Of particular note is this:
What about this voice you talk about, the Shadow?
My problem is I can’t get out of my own way. Shadow knows how to write books. Ego does not. So when I’m trying to put together a book, Ego is the one saying, “I’ll do it, I’ll do it, I’ll do it.” And I’m going, “No you won’t. You don’t know what you’re doing.” Shadow is just that still, quiet voice in your soul that tells you if you’re on track or off track.
I find this compelling because it is so true. And, I think, it's the reason why so many newbie authors fail. Ego.
How many times have you heard that 'writing is easy; I could write one of those romance books, no problem'? How many know that's smirk-worthy? How many have half a dozen unfinished works? How many thought the idea was a good one at the time? I know I've got a bundle on unfinished books squirrelled away.
Ego, if you let it loose, will only get you so far. It's the quieter, more considered voice that takes you to the end; and it's the quiet voice that goes back to the beginning while ego is doing a smug happy dance, to edit. Ego is that excited part that can't wait to get to work on that sparkly, scathingly-brilliant new idea, while the quiet voice is considering characters, plot, scenes, descriptions... All that hard stuff.

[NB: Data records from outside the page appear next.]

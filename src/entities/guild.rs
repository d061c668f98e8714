//! Guild entity - A server the bot has been added to.
//!
//! `settings` holds a JSON object (owner, member count, join time and any future
//! per-guild options). `prefix` is a leftover from prefix commands and is not read
//! by the slash command handlers.

use sea_orm::entity::prelude::*;
use serde::{Deserialize, Serialize};

/// Guild database model
#[derive(Clone, Debug, PartialEq, Eq, DeriveEntityModel, Serialize, Deserialize)]
#[sea_orm(table_name = "guilds")]
pub struct Model {
    /// Discord guild id (snowflake as text)
    #[sea_orm(primary_key, auto_increment = false, column_type = "String(StringLen::N(20))")]
    pub id: String,
    /// Guild name at the last observation
    #[sea_orm(column_type = "String(StringLen::N(100))", indexed)]
    pub name: String,
    /// Legacy command prefix
    #[sea_orm(column_type = "String(StringLen::N(5))", default_value = "!")]
    pub prefix: String,
    /// Serialized settings map
    #[sea_orm(column_type = "Text", default_value = "{}")]
    pub settings: String,
    /// When the bot first saw the guild
    #[sea_orm(indexed)]
    pub created_at: DateTimeUtc,
    /// Most recent observation
    pub updated_at: DateTimeUtc,
}

/// Defines relationships between Guild and other entities
#[derive(Copy, Clone, Debug, EnumIter, DeriveRelation)]
pub enum Relation {
    /// One guild has many members through `user_guilds`
    #[sea_orm(has_many = "super::user_guild::Entity")]
    Memberships,
}

impl Related<super::user_guild::Entity> for Entity {
    fn to() -> RelationDef {
        Relation::Memberships.def()
    }
}

impl ActiveModelBehavior for ActiveModel {}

I'm guilty of this every November. Come October 31, I'll have something vague and ill-formed in mind. In the morning, the empty page awaits and off I go, no matter what. Some years I've been fortunate enough to have a relatively well-formed main character. Most years, I just let the ego run wild - that lasts for a week, maybe two, when ego is just so over it and the hard work to get the word counts done starts.
At the end of the interview, Ms Grafton gives this advice to new authors:
My big gripe about newer writers is they’re not willing to put the time in. Somebody’ll write one book and they’re asking me who my agent and my editor are, and I’m thinking, Don’t you worry, sweetheart, you’re not any good yet. Give yourself time to get better. Writing is really hard to master. You learn by failing over and over, but a lot of people don’t care for that, thanks. I always wish new writers the greatest good fortune. It’s a helluva journey — I’ll tell you that.
Yep, I've still got the first book I wrote... somewhere dark so it can get therapy... and it will stay there with the second and third books for company.
Doing the work teaches us what works and what doesn't; only when the quiet voice is happy should it see the light of day.
Of course, sometimes that quiet voice is silent, asleep and unconcerned. That's my excuse an' I'm stickin' to it.